İnsandaki korku hissi iyi yönlendirilmezse veya asıl korkulması gereken makam olan Allah (c.c.)’tan hakkıyla korkulmazsa; insanın hayatındaki denge bozulduğu gibi, bir sürü sahte otoritenin önünde boyun eğmek zorunda kalır. İnsan tarih boyunca böylesine lüzumsuz korkular yüzünden kendisine sayısız tanrılar edinmiştir. Doğa güçlerinden korkmuş, ateşi, gökleri, karanlıkları ilah edinmiş; Firavunlardan ve diktatörlerden korkmuş, onları ilah edinmiş; açlıktan korkmuş, ekmek ve maaş verenleri ilah edinmiş; yalnızlık ve sahipsizlikten korkmuş, putları veya başka şeyleri ilâh edinmiştir. Bu lüzumsuz korkular yüzünden insanoğlu, sığınılacak kucaklar aramış, ancak çoğu zaman sığındığı kucaklar kendisi için tehlikeli ve zararlı olmuştur.

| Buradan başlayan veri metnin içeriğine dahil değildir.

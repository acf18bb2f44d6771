use std::{path::PathBuf, time::Duration};

use {
    anyhow::{Context, Result, bail},
    bearer_agent::{Agent, AgentBuilder, AgentSettings, Error as AgentError, RequestTimeout},
    bytes::Bytes,
    clap::Parser,
    http::{HeaderName, HeaderValue, Method, Request},
};

/// Send one HTTP request through the bearer agent.
///
/// The request is checked against the remote domain blocklist, forwarded,
/// and reported to the collector. Useful to verify a secret key and to see
/// what the agent records for a given endpoint.
#[derive(Parser, Debug)]
#[command(version)]
struct Args {
    /// Absolute URL to request.
    url: String,

    /// HTTP method.
    #[arg(short = 'X', long, default_value = "GET")]
    method: String,

    /// Extra request header, `Name: value`. Repeatable.
    #[arg(short = 'H', long = "header")]
    headers: Vec<String>,

    /// Request body.
    #[arg(short, long)]
    data: Option<String>,

    /// Upstream timeout in milliseconds.
    #[arg(long)]
    timeout_ms: Option<u64>,

    /// TOML settings file. `BEARER_*` variables override it.
    #[arg(long)]
    config: Option<PathBuf>,

    /// Secret key, overriding the settings file and environment.
    #[arg(long, env = "BEARER_SECRETKEY", hide_env_values = true)]
    secret_key: Option<String>,

    /// How long to wait for the report to reach the collector before exiting.
    #[arg(long, default_value_t = 2000)]
    flush_ms: u64,

    /// Emit logs as JSON lines.
    #[arg(long)]
    json_logs: bool,
}

#[tokio::main]
async fn main() -> Result<()> {
    let args = Args::parse();
    init_tracing(args.json_logs);

    #[cfg(feature = "prometheus")]
    let metrics = bearer_metrics::install_prometheus_recorder()?;

    let agent = build_agent(&args)?;
    let request = build_request(&args)?;

    let result = agent.round_trip(request).await;
    match &result {
        Ok(response) => {
            println!("{:?} {}", response.version(), response.status());
            for (name, value) in response.headers() {
                println!("{name}: {}", value.to_str().unwrap_or("<binary>"));
            }
            println!();
            println!("{}", String::from_utf8_lossy(response.body()));
        },
        Err(AgentError::BlockedDomain { domain }) => {
            eprintln!("blocked: {domain} is on the remote blocklist");
        },
        Err(e) => eprintln!("request failed: {e}"),
    }

    if !matches!(result, Err(AgentError::BlockedDomain { .. })) {
        wait_for_report(&agent, Duration::from_millis(args.flush_ms)).await;
    }

    let stats = agent.shipper_stats();
    tracing::info!(
        submitted = stats.submitted,
        failed = stats.failed,
        config_updates = agent.config_store().update_count(),
        "probe finished"
    );

    #[cfg(feature = "prometheus")]
    print!("{}", metrics.render());

    result.map(|_| ()).context("probe request failed")
}

fn init_tracing(json: bool) {
    let filter = tracing_subscriber::EnvFilter::try_from_default_env()
        .unwrap_or_else(|_| tracing_subscriber::EnvFilter::new("info"));
    let builder = tracing_subscriber::fmt()
        .with_env_filter(filter)
        .with_writer(std::io::stderr);
    if json {
        builder.json().init();
    } else {
        builder.init();
    }
}

fn build_agent(args: &Args) -> Result<Agent> {
    let mut settings = match &args.config {
        Some(path) => AgentSettings::load(path)
            .with_context(|| format!("failed to load settings from {}", path.display()))?,
        None => AgentSettings::default(),
    };
    settings.apply_env();

    let mut builder = AgentBuilder::from_settings(settings);
    if let Some(key) = &args.secret_key {
        builder = builder.secret_key(key.clone());
    }
    Ok(builder.build())
}

fn build_request(args: &Args) -> Result<Request<Bytes>> {
    let method = Method::from_bytes(args.method.to_uppercase().as_bytes())
        .with_context(|| format!("invalid method {:?}", args.method))?;
    let mut request = Request::builder()
        .method(method)
        .uri(&args.url)
        .body(args.data.clone().map(Bytes::from).unwrap_or_default())
        .context("invalid request")?;

    for raw in &args.headers {
        let (name, value) = parse_header(raw)?;
        request.headers_mut().append(name, value);
    }
    if let Some(ms) = args.timeout_ms {
        request
            .extensions_mut()
            .insert(RequestTimeout(Duration::from_millis(ms)));
    }
    Ok(request)
}

fn parse_header(raw: &str) -> Result<(HeaderName, HeaderValue)> {
    let Some((name, value)) = raw.split_once(':') else {
        bail!("header must look like `Name: value`, got {raw:?}");
    };
    let name = HeaderName::from_bytes(name.trim().as_bytes())
        .with_context(|| format!("invalid header name in {raw:?}"))?;
    let value = HeaderValue::from_str(value.trim())
        .with_context(|| format!("invalid header value in {raw:?}"))?;
    Ok((name, value))
}

/// Reports are shipped on a detached task; give it a chance to finish.
async fn wait_for_report(agent: &Agent, limit: Duration) {
    let deadline = tokio::time::Instant::now() + limit;
    loop {
        let stats = agent.shipper_stats();
        if stats.submitted + stats.failed > 0 || tokio::time::Instant::now() >= deadline {
            return;
        }
        tokio::time::sleep(Duration::from_millis(25)).await;
    }
}

#[cfg(test)]
#[allow(clippy::unwrap_used)]
mod tests {
    use super::*;

    #[test]
    fn parses_headers() {
        let (name, value) = parse_header("Content-Type: application/json").unwrap();
        assert_eq!(name, "content-type");
        assert_eq!(value, "application/json");
        assert!(parse_header("no-colon").is_err());
        assert!(parse_header("bad name: x").is_err());
    }

    #[test]
    fn builds_request_with_timeout() {
        let args = Args::parse_from([
            "bearer-probe",
            "-X",
            "post",
            "-H",
            "Accept: text/plain",
            "--data",
            "hi",
            "--timeout-ms",
            "1500",
            "https://api.example.com/things",
        ]);
        let request = build_request(&args).unwrap();
        assert_eq!(request.method(), Method::POST);
        assert_eq!(request.headers()["accept"], "text/plain");
        assert_eq!(request.body().as_ref(), b"hi");
        assert_eq!(
            request.extensions().get::<RequestTimeout>(),
            Some(&RequestTimeout(Duration::from_millis(1500)))
        );
    }

    #[test]
    fn secret_key_flag_authenticates_agent() {
        let args = Args::parse_from([
            "bearer-probe",
            "--secret-key",
            "sk_cli",
            "https://api.example.com/",
        ]);
        let agent = build_agent(&args).unwrap();
        assert!(agent.shipper().is_authenticated());
    }
}
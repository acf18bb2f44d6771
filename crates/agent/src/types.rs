//! Wire types shared by the config store, the log shipper and the agent.
//!
//! `Config` comes from the remote config endpoint, `ReportLog` goes to the
//! collector. Both are plain values: a `Config` is published behind an `Arc`
//! and never mutated, a `ReportLog` is built once and moved into the shipper.

use std::collections::BTreeMap;

use {
    serde::{Deserialize, Serialize},
    time::OffsetDateTime,
};

// ── Remote policy ───────────────────────────────────────────────────────────

/// Remote policy snapshot.
#[derive(Debug, Clone, Default, PartialEq, Eq, Serialize, Deserialize)]
#[serde(rename_all = "camelCase")]
pub struct Config {
    /// Hostnames that must never be contacted.
    #[serde(default, alias = "BlockedDomains")]
    pub blocked_domains: Vec<String>,
}

impl Config {
    #[must_use]
    pub fn with_blocked_domains<I, S>(domains: I) -> Self
    where
        I: IntoIterator<Item = S>,
        S: Into<String>,
    {
        Self {
            blocked_domains: domains.into_iter().map(Into::into).collect(),
        }
    }

    /// Exact, case-sensitive match of `host` against the blocklist.
    pub fn is_blocked(&self, host: &str) -> bool {
        self.blocked_domains.iter().any(|d| d == host)
    }
}

// ── Report log ──────────────────────────────────────────────────────────────

/// Kind of event a [`ReportLog`] describes.
#[derive(Debug, Clone, Copy, PartialEq, Eq, Serialize, Deserialize)]
#[serde(rename_all = "SCREAMING_SNAKE_CASE")]
pub enum LogType {
    /// The upstream answered (any status code).
    RequestEnd,
    /// The upstream call failed before producing a response.
    RequestError,
}

impl std::fmt::Display for LogType {
    fn fmt(&self, f: &mut std::fmt::Formatter<'_>) -> std::fmt::Result {
        match self {
            Self::RequestEnd => write!(f, "REQUEST_END"),
            Self::RequestError => write!(f, "REQUEST_ERROR"),
        }
    }
}

/// One intercepted request and its outcome, as sent to the collector.
#[derive(Debug, Clone, PartialEq, Eq, Serialize, Deserialize)]
#[serde(rename_all = "camelCase")]
pub struct ReportLog {
    /// URI scheme, e.g. `https`.
    pub protocol: String,
    pub path: String,
    pub hostname: String,
    pub method: String,
    /// Epoch milliseconds.
    pub started_at: i64,
    /// Epoch milliseconds.
    pub ended_at: i64,
    #[serde(rename = "type")]
    pub log_type: LogType,
    /// `0` when no response was received.
    pub status_code: u16,
    pub url: String,
    pub request_headers: BTreeMap<String, String>,
    #[serde(skip_serializing_if = "Option::is_none")]
    pub request_body: Option<String>,
    pub response_headers: BTreeMap<String, String>,
    #[serde(skip_serializing_if = "Option::is_none")]
    pub response_body: Option<String>,
    #[serde(skip_serializing_if = "Option::is_none")]
    pub error_message: Option<String>,
}

/// Current wall-clock time as epoch milliseconds.
pub fn now_millis() -> i64 {
    (OffsetDateTime::now_utc().unix_timestamp_nanos() / 1_000_000) as i64
}

// ── Tests ───────────────────────────────────────────────────────────────────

Kur’an-ı kerim, insan yaratılışındaki korku ve ümit duygularını yine fıtrata (yaratılışa) en uygun bir biçimde değerlendiriyor. Bu duyguları kulluk faaliyeti çerçevesinde, insana en faydalı bir şekilde yönlendiriyor. Asıl korkulması gereken makamı gösteriyor.

                                           Takvanın Boyutları

‘Takva’, korku duygusunu de içerisine alan bir çekinmenin, bir korunmanın ve bir saygının ahlâk ve ibadet olarak gösterilmesidir. İslâm, insandaki bu korku ve ümit duygusunu işleyerek, bu duyguların övülen bir sıfat haline gelmesini sağlıyor. Kur’an, insandaki sıradan korku ve sığınma hissini geliştirerek, kişinin manevi olarak yücelmesinin yolunu açıyor. Evet, takva duygusu, sıradan bir korkudan ziyade belki yaratılışındaki korkunun düzene konularak, bir korunma ahlâkı, bir yücelme faaliyeti, bir sorumluluk bilinci haline getirilmesidir.

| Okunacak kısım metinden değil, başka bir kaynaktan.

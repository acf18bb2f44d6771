//! Outbound HTTP instrumentation agent.
//!
//! [`Agent`] wraps a [`Transport`] and, for every request:
//! - refuses hosts listed in the remotely configured blocklist
//!   ([`Error::BlockedDomain`], no network call),
//! - forwards everything else and records a [`ReportLog`],
//! - ships that record to the collector on a detached task.
//!
//! The remote config is cached by [`ConfigStore`] and refreshed in the
//! background; records are posted by [`LogShipper`]. Both endpoints need a
//! secret key; without one the agent still forwards requests but applies no
//! policy and ships nothing.
//!
//! Feature flags:
//! - `metrics` — counters/histograms via `bearer-metrics` (default)

pub mod agent;
pub mod api;
pub mod config_store;
pub mod content_type;
pub mod error;
mod report;
pub mod settings;
pub mod shipper;
pub mod transport;
pub mod types;

pub use {
    agent::{Agent, AgentBuilder},
    config_store::ConfigStore,
    content_type::is_parseable,
    error::{Error, Result},
    settings::AgentSettings,
    shipper::{LogShipper, ShipperStats},
    transport::{RequestTimeout, ReqwestTransport, Transport},
    types::*,
};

En geniş ve en kapsamlı koruma Allah (c.c.)’ın korumasıdır. Allah (c.c.)’ın ‘rahmet’ sıfatı bütün yaratılmışları korur. Ancak insan, kendi isteği ile kendine zarar veren şeylerden Allah (c.c.)’ın korumasını ister, ya da işlediği fiillerin kötü karşılığı hakkında Allah’tan korkar. Burada koruma isteği daha çok, yapılan amellerin sonuçlarından dolayı duyulan bir korkudur.

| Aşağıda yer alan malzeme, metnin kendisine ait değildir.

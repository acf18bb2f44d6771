//! The agent: a transport decorator that enforces the remote domain
//! blocklist and reports every upstream call to the collector.

use std::{
    sync::{
        Arc,
        atomic::{AtomicU64, Ordering},
    },
    time::{Duration, Instant},
};

use {
    async_trait::async_trait,
    bytes::Bytes,
    http::{Request, Response},
    secrecy::Secret,
    tokio::sync::Semaphore,
    tracing::{Instrument, debug, info_span, instrument, warn},
};

#[cfg(feature = "metrics")]
use bearer_metrics::{counter, gauge, histogram, logs as logs_metric, requests as metric};

use crate::{
    Config, ConfigStore, Error, LogShipper, ReportLog, RequestTimeout, ReqwestTransport, Result,
    ShipperStats, Transport,
    api::RemoteApi,
    config_store::millis,
    now_millis,
    report::{ReportDraft, hostname},
    settings::AgentSettings,
};

/// Bounds how many reports may wait on the collector at once.
struct ReportQueue {
    permits: Arc<Semaphore>,
    limit: usize,
    dropped: AtomicU64,
}

impl ReportQueue {
    fn new(limit: usize) -> Self {
        let limit = limit.min(Semaphore::MAX_PERMITS);
        Self {
            permits: Arc::new(Semaphore::new(limit)),
            limit,
            dropped: AtomicU64::new(0),
        }
    }
}

/// Wraps a [`Transport`] with domain blocking and request reporting.
///
/// Build one per application and share it; clones share the config cache,
/// the collector client and the wrapped transport.
#[derive(Clone)]
pub struct Agent {
    config: ConfigStore,
    shipper: LogShipper,
    transport: Arc<dyn Transport>,
    reports: Arc<ReportQueue>,
    max_body_bytes: usize,
}

impl Agent {
    pub fn builder() -> AgentBuilder {
        AgentBuilder::default()
    }

    pub fn new(settings: AgentSettings) -> Self {
        AgentBuilder::from_settings(settings).build()
    }

    pub fn config_store(&self) -> &ConfigStore {
        &self.config
    }

    pub fn shipper(&self) -> &LogShipper {
        &self.shipper
    }

    pub fn shipper_stats(&self) -> ShipperStats {
        self.shipper.stats()
    }

    /// Reports handed to the shipper that have not finished yet.
    pub fn pending_reports(&self) -> usize {
        self.reports.limit - self.reports.permits.available_permits()
    }

    /// Reports discarded because too many were already pending.
    pub fn dropped_reports(&self) -> u64 {
        self.reports.dropped.load(Ordering::Relaxed)
    }

    /// Send `request` through the wrapped transport.
    ///
    /// Fails with [`Error::BlockedDomain`] before any network call when the
    /// host is blocked. Transport errors are returned unchanged. Reporting
    /// happens on a detached task and never affects the result.
    ///
    /// A [`RequestTimeout`] covers the policy lookup and the upstream call
    /// together. A lookup that runs out of time means no policy applies.
    #[instrument(skip(self, request), fields(method = %request.method(), uri = %request.uri()))]
    pub async fn round_trip(&self, request: Request<Bytes>) -> Result<Response<Bytes>> {
        let begun = Instant::now();
        let timeout = request.extensions().get::<RequestTimeout>().map(|t| t.0);

        let Some(host) = hostname(request.uri()).map(str::to_owned) else {
            return Err(Error::InvalidRequest(format!(
                "request URI has no host: {}",
                request.uri()
            )));
        };

        if let Some(config) = self.policy_within(timeout).await
            && config.is_blocked(&host)
        {
            #[cfg(feature = "metrics")]
            counter!(metric::BLOCKED_TOTAL).increment(1);
            debug!(domain = %host, "request to blocked domain refused");
            return Err(Error::BlockedDomain { domain: host });
        }

        #[cfg(feature = "metrics")]
        counter!(metric::INTERCEPTED_TOTAL).increment(1);

        let draft = ReportDraft::from_request(&request, self.max_body_bytes);

        let started_at = now_millis();
        let start = Instant::now();
        let result = self.forward(request, timeout, begun).await;
        let ended_at = now_millis();

        #[cfg(feature = "metrics")]
        histogram!(metric::UPSTREAM_DURATION_SECONDS).record(start.elapsed().as_secs_f64());

        let log = match &result {
            Ok(response) => {
                debug!(
                    status = response.status().as_u16(),
                    elapsed_ms = millis(start.elapsed()),
                    "upstream responded"
                );
                draft.finish(response, started_at, ended_at)
            },
            Err(e) => {
                #[cfg(feature = "metrics")]
                counter!(metric::TRANSPORT_ERRORS_TOTAL).increment(1);
                debug!(error = %e, "upstream call failed");
                draft.failed(e, started_at, ended_at)
            },
        };
        self.report(log);

        result
    }

    /// Forward with whatever is left of `timeout` since `begun`.
    async fn forward(
        &self,
        request: Request<Bytes>,
        timeout: Option<Duration>,
        begun: Instant,
    ) -> Result<Response<Bytes>> {
        let Some(after) = timeout else {
            return self.transport.round_trip(request).await;
        };
        let remaining = after.saturating_sub(begun.elapsed());
        tokio::time::timeout(remaining, self.transport.round_trip(request))
            .await
            .unwrap_or(Err(Error::Timeout { after }))
    }

    async fn policy_within(&self, timeout: Option<Duration>) -> Option<Arc<Config>> {
        let Some(after) = timeout else {
            return self.current_config().await;
        };
        match tokio::time::timeout(after, self.current_config()).await {
            Ok(policy) => policy,
            Err(_) => {
                warn!(
                    budget_ms = millis(after),
                    "config lookup used up the request timeout, proceeding without domain policy"
                );
                None
            },
        }
    }

    /// The cached config, or `None` when no policy is available.
    async fn current_config(&self) -> Option<Arc<Config>> {
        match self.config.get_cached().await {
            Ok(config) => Some(config),
            Err(Error::Unauthenticated) => {
                debug!("no secret key, domain policy disabled");
                None
            },
            Err(e) => {
                warn!(error = %e, "config unavailable, proceeding without domain policy");
                None
            },
        }
    }

    /// Hand `log` to the shipper on a detached task, unless too many
    /// reports are already waiting on the collector.
    fn report(&self, log: ReportLog) {
        let Ok(permit) = Arc::clone(&self.reports.permits).try_acquire_owned() else {
            self.reports.dropped.fetch_add(1, Ordering::Relaxed);
            #[cfg(feature = "metrics")]
            counter!(logs_metric::REPORTS_DROPPED_TOTAL).increment(1);
            debug!(url = %log.url, limit = self.reports.limit, "too many pending reports, report dropped");
            return;
        };
        #[cfg(feature = "metrics")]
        gauge!(logs_metric::REPORTS_PENDING).increment(1.0);

        let shipper = self.shipper.clone();
        let span = info_span!("report", url = %log.url, status = log.status_code);
        tokio::spawn(
            async move {
                match shipper.submit(vec![log]).await {
                    Ok(()) => debug!("report shipped"),
                    Err(Error::Unauthenticated) => debug!("no secret key, report dropped"),
                    Err(e) => warn!(error = %e, "report submission failed"),
                }
                drop(permit);
                #[cfg(feature = "metrics")]
                gauge!(logs_metric::REPORTS_PENDING).decrement(1.0);
            }
            .instrument(span),
        );
    }
}

impl Default for Agent {
    fn default() -> Self {
        AgentBuilder::default().build()
    }
}

impl std::fmt::Debug for Agent {
    fn fmt(&self, f: &mut std::fmt::Formatter<'_>) -> std::fmt::Result {
        f.debug_struct("Agent")
            .field("config", &self.config)
            .field("authenticated", &self.shipper.is_authenticated())
            .field("pending_reports", &self.pending_reports())
            .field("max_body_bytes", &self.max_body_bytes)
            .finish()
    }
}

#[async_trait]
impl Transport for Agent {
    async fn round_trip(&self, request: Request<Bytes>) -> Result<Response<Bytes>> {
        Agent::round_trip(self, request).await
    }
}

// ── Builder ─────────────────────────────────────────────────────────────────

/// Assembles an [`Agent`] from settings plus optional overrides.
#[derive(Default)]
pub struct AgentBuilder {
    settings: AgentSettings,
    transport: Option<Arc<dyn Transport>>,
    http_client: Option<reqwest::Client>,
    seed: Option<Config>,
}

impl AgentBuilder {
    pub fn from_settings(settings: AgentSettings) -> Self {
        Self {
            settings,
            ..Self::default()
        }
    }

    #[must_use]
    pub fn secret_key(mut self, key: impl Into<String>) -> Self {
        self.settings.secret_key = Secret::new(key.into());
        self
    }

    /// Autonomous refresh period; `Duration::ZERO` disables refreshing.
    #[must_use]
    pub fn refresh_config_every(mut self, every: Duration) -> Self {
        self.settings.refresh_config_every_ms = millis(every);
        self
    }

    /// Timeout for each call to the config endpoint or the collector;
    /// `Duration::ZERO` removes it.
    #[must_use]
    pub fn remote_timeout(mut self, timeout: Duration) -> Self {
        self.settings.remote_timeout_ms = millis(timeout);
        self
    }

    /// How many reports may wait on the collector before new ones are dropped.
    #[must_use]
    pub fn max_pending_reports(mut self, max: usize) -> Self {
        self.settings.max_pending_reports = max;
        self
    }

    #[must_use]
    pub fn config_url(mut self, url: impl Into<String>) -> Self {
        self.settings.config_url = url.into();
        self
    }

    #[must_use]
    pub fn logs_url(mut self, url: impl Into<String>) -> Self {
        self.settings.logs_url = url.into();
        self
    }

    #[must_use]
    pub fn max_body_bytes(mut self, max: usize) -> Self {
        self.settings.max_body_bytes = max;
        self
    }

    /// Transport used for application requests. Defaults to [`ReqwestTransport`].
    #[must_use]
    pub fn transport(mut self, transport: impl Transport + 'static) -> Self {
        self.transport = Some(Arc::new(transport));
        self
    }

    /// Client used to reach the config endpoint and the collector.
    #[must_use]
    pub fn http_client(mut self, client: reqwest::Client) -> Self {
        self.http_client = Some(client);
        self
    }

    /// Start with `config` already cached instead of fetching it first.
    #[must_use]
    pub fn seed_config(mut self, config: Config) -> Self {
        self.seed = Some(config);
        self
    }

    pub fn build(self) -> Agent {
        let client = self.http_client.unwrap_or_default();
        let api = RemoteApi::new(
            client.clone(),
            self.settings.config_url.clone(),
            self.settings.logs_url.clone(),
            self.settings.credential(),
        )
        .with_timeout(self.settings.remote_timeout());
        let refresh = self.settings.refresh_interval();
        let config = match self.seed {
            Some(seed) => ConfigStore::seeded(api.clone(), refresh, seed),
            None => ConfigStore::new(api.clone(), refresh),
        };
        let transport = self
            .transport
            .unwrap_or_else(|| Arc::new(ReqwestTransport::new(client)));

        Agent {
            config,
            shipper: LogShipper::new(api),
            transport,
            reports: Arc::new(ReportQueue::new(self.settings.max_pending_reports)),
            max_body_bytes: self.settings.max_body_bytes,
        }
    }
}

‘Takva’ insanın kendisini Allah (c.c.)’ın koruması altına koyarak ahirette zarar ve acı verecek şeylerden sakınması, ya da günahlardan uzak durması ve iyiliklere sarılmasıdır.

‘Tavanın birçok tanımı yapılmaktadır. Bu çeşitli tanımlar arasında bir çelişki yoktur. Hepsi de aynı anlamı değişik kelime ve ifadelerle anlatmaktadırlar.

Söz gelimi ‘takva’yı, ‘Allah (c.c.)’ın emrettiklerini tutmak, yasaklarından kaçınmak’ diye tarif edenler olduğu gibi; ‘yapılması günah olanı yapmaktan, terk edilmesi günah olanı terk etmemekten çekinmektir’, ‘Allah (c.c.)’ın cezalandırmasından korkarak, O’nun verdiği bir nur ile O’na itaat etmektir’, Allah’ın dışındakileri Allah (c.c.)’a tercih etmemektir’ şeklinde tanımlayanlar olmuştur.

‘Takva’nın türediği ‘veka’ fiili ve türevleri Kur’an’da tam iki yüz elli sekiz yerde geçmektedir. Kur’an’ın en önemli kavramlarından biridir. ‘Takva veya ittika’ kulun Rabbi karşısında durumun en iyi anlatan bir sıfattır. Birçok ayette insanlara ‘Allah’tan ittika edin’ denilmektedir. Birçok peygamber kavimlerini İslâm’a davet ederken, Allah (c.c.)’tan ittika etmez misiniz?’ diyerek onları, Allah (c.c.)’tan çekinip Onun korumasına girmelerini istemişlerdir.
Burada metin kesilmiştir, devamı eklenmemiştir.